As open systems, organizations interact with their environments and respond to laws, norms, and other pressures to conform in search of societal legitimacy. Organizations, however, are far from uniform in their responses to institutional pressures. As entities with idiosyncratic sets of values and histories, organizations act according to a mix of established patterns of behavior and perceived self-interest. This is particularly true of issues such as ethics, where ambiguous and evolving definitions of expected behavior create complex pressures that encourage responses of varying degrees of substance. This program of study examines how firms respond to these shifting pressures for greater ethical behavior by appointing an Ethics and Compliance Officer (ECO), from 1990 to 2008. The first paper identifies separate antecedents to the adoption and implementation of the ECO at different levels of analysis. Results demonstrate that, while firms make adoption decisions in response to broad, field-level forces, it is narrower, firm-specific forces that determine resource commitments in implementation. As such, this study construes institutional forces as multi-level phenomena that act on firms both temporally and spatially to help explain different kinds of behavior.
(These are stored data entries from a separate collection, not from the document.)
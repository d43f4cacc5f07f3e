//! `Model` — one sharing system and the actions that run in it.
//!
//! # Update algorithms
//!
//! | Mode   | `next_occurring_event`                                  | `update_actions_state`                         |
//! |--------|---------------------------------------------------------|------------------------------------------------|
//! | `Full` | solve, then scan every started action                   | integrate every started action, check ends     |
//! | `Lazy` | selective solve, refresh re-solved / touched actions,   | pop heap entries due at `now`                  |
//! |        | return the heap top                                     |                                                |
//!
//! Both modes integrate with [`Action::integrate`]: the rate in force since
//! the action's `mark` times the elapsed time.  The lazy mode only calls it
//! when the rate is about to change, so one action costs O(log n) per event
//! instead of O(1) per round.

use std::collections::{BTreeMap, BTreeSet};

use gs_core::{ActionId, Failure, MaxDurationOutcome, ModelId, SimTime, UpdateAlgorithm};
use gs_lmm::System;
use tracing::{debug, trace};

use crate::action::{Action, ActionEvent, ActionKind, ActionState};
use crate::heap::{ActionHeap, HeapKind};
use crate::{ResourceError, ResourceResult};

/// A resource model: CPUs, links, disks, or CPUs and links together.
pub struct Model {
    pub(crate) id:     ModelId,
    pub(crate) name:   &'static str,
    pub(crate) system: System,
    pub(crate) update: UpdateAlgorithm,

    pub(crate) actions: BTreeMap<ActionId, Action>,
    /// Ready, Running or Suspended actions, in creation order.
    pub(crate) started: BTreeSet<ActionId>,
    /// Actions whose heap entry must be recomputed at the next event query.
    pub(crate) dirty:   BTreeSet<ActionId>,
    pub(crate) heap:    ActionHeap,

    /// Tolerance on remaining work (`maxmin_precision × timing_precision`).
    remains_precision:    f64,
    timing_precision:     f64,
    max_duration_outcome: MaxDurationOutcome,
}

impl Model {
    pub(crate) fn new(
        id:                   ModelId,
        name:                 &'static str,
        system:               System,
        update:               UpdateAlgorithm,
        maxmin_precision:     f64,
        timing_precision:     f64,
        max_duration_outcome: MaxDurationOutcome,
    ) -> Self {
        let mut system = system;
        system.track_changes(update == UpdateAlgorithm::Lazy);
        Self {
            id,
            name,
            system,
            update,
            actions: BTreeMap::new(),
            started: BTreeSet::new(),
            dirty: BTreeSet::new(),
            heap: ActionHeap::new(),
            remains_precision: maxmin_precision * timing_precision,
            timing_precision,
            max_duration_outcome,
        }
    }

    #[inline]
    pub fn id(&self) -> ModelId {
        self.id
    }

    #[inline]
    pub fn name(&self) -> &'static str {
        self.name
    }

    #[inline]
    pub fn system(&self) -> &System {
        &self.system
    }

    pub fn action(&self, id: ActionId) -> Option<&Action> {
        self.actions.get(&id)
    }

    /// Number of started, non-terminal actions.
    pub fn started_count(&self) -> usize {
        self.started.len()
    }

    /// Started, non-terminal actions in creation order.
    pub fn started(&self) -> impl Iterator<Item = ActionId> + '_ {
        self.started.iter().copied()
    }

    /// Current solved rate of `id`.
    pub fn rate(&self, id: ActionId) -> f64 {
        self.actions
            .get(&id)
            .and_then(|a| a.variable)
            .map_or(0.0, |v| self.system.value(v))
    }

    #[inline]
    pub(crate) fn remains_precision(&self) -> f64 {
        self.remains_precision
    }

    pub(crate) fn action_mut(&mut self, id: ActionId) -> ResourceResult<&mut Action> {
        self.actions.get_mut(&id).ok_or(ResourceError::UnknownAction(id))
    }

    // ── Event prediction ──────────────────────────────────────────────────

    /// Solve and return the earliest date at which some action of this
    /// model changes state.
    pub fn next_occurring_event(&mut self, now: SimTime) -> ResourceResult<Option<SimTime>> {
        self.system.solve();
        match self.update {
            UpdateAlgorithm::Full => Ok(self.next_occurring_event_full(now)),
            UpdateAlgorithm::Lazy => self.next_occurring_event_lazy(now),
        }
    }

    fn next_occurring_event_full(&mut self, now: SimTime) -> Option<SimTime> {
        let mut min: Option<SimTime> = None;
        for id in &self.started {
            let Some(action) = self.actions.get_mut(id) else { continue };
            action.integrate(now, self.remains_precision);
            action.last_value = action.variable.map_or(0.0, |v| self.system.value(v));
            if let Some((date, _)) = predicted_event(action, now) {
                min = Some(min.map_or(date, |m: SimTime| m.min(date)));
            }
        }
        min
    }

    fn next_occurring_event_lazy(&mut self, now: SimTime) -> ResourceResult<Option<SimTime>> {
        let mut touched = std::mem::take(&mut self.dirty);
        for var in self.system.take_tracked() {
            if let Ok(v) = self.system.variable(var) {
                touched.insert(v.owner());
            }
        }
        for id in touched {
            self.refresh(id, now)?;
        }
        Ok(self.heap.top_date())
    }

    /// Integrate `id` up to `now`, adopt its freshly solved rate, and
    /// reschedule its heap entry.
    fn refresh(&mut self, id: ActionId, now: SimTime) -> ResourceResult<()> {
        let Some(action) = self.actions.get_mut(&id) else {
            return Ok(());
        };
        if !action.state.is_active() {
            self.heap.remove(id);
            return Ok(());
        }
        action.integrate(now, self.remains_precision);
        action.last_value = action.variable.map_or(0.0, |v| self.system.value(v));
        match predicted_event(action, now) {
            Some((date, kind)) => {
                trace!(model = self.name, action = %id, %date, ?kind, "heap entry refreshed");
                self.heap.insert(id, date, kind);
            }
            None => self.heap.remove(id),
        }
        Ok(())
    }

    // ── State update ──────────────────────────────────────────────────────

    /// Advance every action of this model to `now` and record the ones that
    /// reached a terminal state.
    pub fn update_actions_state(&mut self, now: SimTime, events: &mut Vec<ActionEvent>) -> ResourceResult<()> {
        match self.update {
            UpdateAlgorithm::Full => self.update_actions_state_full(now, events),
            UpdateAlgorithm::Lazy => self.update_actions_state_lazy(now, events),
        }
    }

    fn update_actions_state_full(&mut self, now: SimTime, events: &mut Vec<ActionEvent>) -> ResourceResult<()> {
        let (precision, timing) = (self.remains_precision, self.timing_precision);
        let ids: Vec<ActionId> = self.started.iter().copied().collect();
        for id in ids {
            self.action_mut(id)?.integrate(now, precision);
            let action = &self.actions[&id];
            match action.state {
                ActionState::Ready if action.latency <= timing => self.end_latency(id, now, events)?,
                ActionState::Running if is_complete(action, timing) => {
                    self.complete(id, now, events)?;
                    continue;
                }
                _ => {}
            }
            let action = &self.actions[&id];
            if action.state.is_active()
                && action.state != ActionState::Suspended
                && action.max_duration_left().is_some_and(|left| left <= timing)
            {
                self.expire(id, now, events)?;
            }
        }
        Ok(())
    }

    fn update_actions_state_lazy(&mut self, now: SimTime, events: &mut Vec<ActionEvent>) -> ResourceResult<()> {
        let precision = self.remains_precision;
        while let Some((id, kind)) = self.heap.pop_due(now) {
            self.action_mut(id)?.integrate(now, precision);
            trace!(model = self.name, action = %id, ?kind, %now, "heap entry due");
            match kind {
                HeapKind::Latency     => self.end_latency(id, now, events)?,
                HeapKind::MaxDuration => self.expire(id, now, events)?,
                HeapKind::Normal      => self.complete(id, now, events)?,
            }
        }
        Ok(())
    }

    /// The latency phase is over: enable the variable, or complete at once
    /// when there is nothing left to transfer.
    fn end_latency(&mut self, id: ActionId, now: SimTime, events: &mut Vec<ActionEvent>) -> ResourceResult<()> {
        let action = self.action_mut(id)?;
        action.latency = 0.0;
        if action.variable.is_none() || action.remaining <= 0.0 {
            return self.complete(id, now, events);
        }
        action.state = ActionState::Running;
        let weight = running_weight(action);
        if let Some(var) = action.variable {
            self.system.update_variable_weight(var, weight)?;
        }
        self.dirty.insert(id);
        trace!(model = self.name, action = %id, %now, "latency paid");
        Ok(())
    }

    /// `max_duration` elapsed.
    fn expire(&mut self, id: ActionId, now: SimTime, events: &mut Vec<ActionEvent>) -> ResourceResult<()> {
        let action = &self.actions[&id];
        let sleeping = action.kind() == ActionKind::Sleep;
        let max_duration = action.max_duration.unwrap_or(0.0);
        if sleeping || self.max_duration_outcome == MaxDurationOutcome::Done {
            self.terminate(id, now, ActionState::Done, None, events)
        } else {
            self.terminate(id, now, ActionState::Failed, Some(Failure::MaxDuration { max_duration }), events)
        }
    }

    fn complete(&mut self, id: ActionId, now: SimTime, events: &mut Vec<ActionEvent>) -> ResourceResult<()> {
        self.action_mut(id)?.remaining = 0.0;
        self.terminate(id, now, ActionState::Done, None, events)
    }

    /// Move `id` to a terminal state, release its variable, and report it.
    pub(crate) fn terminate(
        &mut self,
        id:      ActionId,
        now:     SimTime,
        state:   ActionState,
        failure: Option<Failure>,
        events:  &mut Vec<ActionEvent>,
    ) -> ResourceResult<()> {
        let precision = self.remains_precision;
        let action = self.action_mut(id)?;
        action.integrate(now, precision);
        action.state = state;
        action.finish = Some(now);
        action.failure = failure.clone();
        action.last_value = 0.0;
        let var = action.variable.take();
        if let Some(var) = var {
            self.system.variable_free(var)?;
        }
        self.heap.remove(id);
        self.started.remove(&id);
        self.dirty.remove(&id);
        debug!(model = self.name, action = %id, ?state, %now, "action terminated");
        events.push(ActionEvent { action: id, date: now, failure });
        Ok(())
    }

    /// Drop a terminal or never-started action.
    pub(crate) fn remove(&mut self, id: ActionId) -> ResourceResult<Action> {
        let action = self.actions.get(&id).ok_or(ResourceError::UnknownAction(id))?;
        if action.state.is_active() {
            return Err(ResourceError::InvalidState { action: id, state: action.state, op: "remove" });
        }
        self.heap.remove(id);
        self.actions.remove(&id).ok_or(ResourceError::UnknownAction(id))
    }
}

/// Solver weight of a running action.  Sleeps never compete.
pub(crate) fn running_weight(action: &Action) -> f64 {
    if action.kind() == ActionKind::Sleep { 0.0 } else { action.sharing_penalty }
}

fn is_complete(action: &Action, timing: f64) -> bool {
    if action.kind() == ActionKind::Sleep || action.variable.is_none() {
        return false;
    }
    action.remaining <= 0.0 || (action.last_value > 0.0 && action.remaining <= action.last_value * timing)
}

/// Next state change of `action` given the rate it holds since `now`.
///
/// Completion wins over a max-duration expiry at the same date.
fn predicted_event(action: &Action, now: SimTime) -> Option<(SimTime, HeapKind)> {
    let mut next = match action.state {
        ActionState::Ready => Some((now + action.latency, HeapKind::Latency)),
        ActionState::Running if action.kind() != ActionKind::Sleep && action.last_value > 0.0 => {
            Some((now + action.remaining / action.last_value, HeapKind::Normal))
        }
        ActionState::Running => None,
        _ => return None,
    };
    if let Some(left) = action.max_duration_left() {
        let date = now + left;
        if next.is_none_or(|(d, _)| date < d) {
            next = Some((date, HeapKind::MaxDuration));
        }
    }
    next
}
The second paper looks at the consequences of implementation of the ECO as a means of investigating values and institutions in the context of business ethics. In particular, I test a theory of stakeholder attention to organizational resource commitments. Results support the hypothesized curvilinear relationship between resource commitments and stakeholder attention—while both high and low levels of ECO implementation generate low levels of reported ethics transgressions (the former due to good firm behavior and the latter due to stakeholder disengagement), moderate ECO implementation produces elevated transgression reports (due to raised expectations and increased engagement). Contrary to extant theory, results are consistent across both internal and external firm stakeholder groups. In combination, these studies identify important antecedents and consequences of adoption and implementation behavior that help explain organizational heterogeneity in the face of institutional pressures to conform.